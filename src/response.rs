//! Outgoing HTTP response type and the [`IntoResponse`] conversion trait.
//!
//! Build a [`Response`] in your handler and return it, or return a
//! `Result<Response, Error>` and let `?` do the talking.

use bytes::Bytes;
use http::header::{CONTENT_TYPE, HeaderName, HeaderValue};
use http::{HeaderMap, StatusCode};
use http_body_util::Full;
use tracing::warn;

const JSON: &str = "application/json";
const TEXT: &str = "text/plain; charset=utf-8";

// ── Response ─────────────────────────────────────────────────────────────────

/// An outgoing HTTP response.
///
/// # Shortcuts (200 OK, no custom headers needed)
///
/// ```rust
/// use ponte::Response;
/// use http::StatusCode;
///
/// Response::json(br#"{"id":1}"#.to_vec());
/// Response::text("hello");
/// Response::status(StatusCode::NO_CONTENT);
/// ```
///
/// # Builder (custom status or headers)
///
/// ```rust
/// use ponte::Response;
/// use http::StatusCode;
///
/// Response::builder()
///     .status(StatusCode::CREATED)
///     .header("location", "/users/42")
///     .json(br#"{"id":42}"#.to_vec());
/// ```
#[derive(Debug)]
pub struct Response {
    status: StatusCode,
    headers: HeaderMap,
    body: Bytes,
}

impl Response {
    /// `200 OK`, `application/json`. The bytes are sent as given; nothing
    /// checks that they actually are JSON.
    pub fn json(body: impl Into<Bytes>) -> Self {
        Self::builder().json(body)
    }

    /// `200 OK`, `text/plain; charset=utf-8`.
    pub fn text(body: impl Into<String>) -> Self {
        Self::builder().text(body)
    }

    /// Response with no body.
    pub fn status(code: StatusCode) -> Self {
        Self::builder().status(code).empty()
    }

    /// Builder for responses that need a custom status or extra headers.
    pub fn builder() -> ResponseBuilder {
        ResponseBuilder { headers: HeaderMap::new(), status: StatusCode::OK }
    }

    pub fn status_code(&self) -> StatusCode { self.status }
    pub fn body(&self) -> &[u8] { &self.body }

    pub fn header(&self, name: &str) -> Option<&str> {
        self.headers.get(name).and_then(|v| v.to_str().ok())
    }

    /// Converts into the hyper response type. `content-length` is derived
    /// from the `Full` body by hyper.
    pub(crate) fn into_inner(self) -> http::Response<Full<Bytes>> {
        let mut res = http::Response::new(Full::new(self.body));
        *res.status_mut() = self.status;
        *res.headers_mut() = self.headers;
        res
    }
}

// ── ResponseBuilder ───────────────────────────────────────────────────────────

/// Fluent builder for [`Response`].
///
/// Obtain via [`Response::builder()`]. Defaults to `200 OK`.
/// Terminated by a typed body method.
pub struct ResponseBuilder {
    headers: HeaderMap,
    status: StatusCode,
}

impl ResponseBuilder {
    pub fn status(mut self, code: StatusCode) -> Self {
        self.status = code;
        self
    }

    /// Appends a header. Names or values that are not valid HTTP are logged
    /// and skipped.
    pub fn header(mut self, name: &str, value: &str) -> Self {
        match (HeaderName::try_from(name), HeaderValue::try_from(value)) {
            (Ok(name), Ok(value)) => {
                self.headers.append(name, value);
            }
            _ => warn!(name, "dropping invalid response header"),
        }
        self
    }

    /// Terminate with a JSON body (`application/json`).
    pub fn json(self, body: impl Into<Bytes>) -> Response {
        self.finish(JSON, body.into())
    }

    /// Terminate with a plain-text body (`text/plain; charset=utf-8`).
    pub fn text(self, body: impl Into<String>) -> Response {
        self.finish(TEXT, Bytes::from(body.into()))
    }

    /// Terminate with no body and no content type.
    pub fn empty(self) -> Response {
        Response { body: Bytes::new(), headers: self.headers, status: self.status }
    }

    fn finish(mut self, content_type: &'static str, body: Bytes) -> Response {
        self.headers.insert(CONTENT_TYPE, HeaderValue::from_static(content_type));
        Response { body, headers: self.headers, status: self.status }
    }
}

// ── IntoResponse ──────────────────────────────────────────────────────────────

/// Conversion into an HTTP [`Response`].
///
/// Implement on your own types to return them directly from handlers.
/// [`Error`](crate::Error) implements it, which is what lets handlers return
/// `Result<Response, Error>`.
pub trait IntoResponse {
    fn into_response(self) -> Response;
}

impl IntoResponse for Response {
    fn into_response(self) -> Response { self }
}

impl IntoResponse for &'static str {
    fn into_response(self) -> Response { Response::text(self) }
}

impl IntoResponse for String {
    fn into_response(self) -> Response { Response::text(self) }
}

/// Return a status directly from a handler: `return StatusCode::NOT_FOUND`
impl IntoResponse for StatusCode {
    fn into_response(self) -> Response { Response::status(self) }
}

impl<T, E> IntoResponse for Result<T, E>
where
    T: IntoResponse,
    E: IntoResponse,
{
    fn into_response(self) -> Response {
        match self {
            Ok(v) => v.into_response(),
            Err(e) => e.into_response(),
        }
    }
}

--

• _EXERCISE AIM_
Search the records above for the string "const". Copy every line that contains it.

• _EXERCISE RESPONSE_
const JSON: &str = "application/json";
const TEXT: &str = "text/plain; charset=utf-8";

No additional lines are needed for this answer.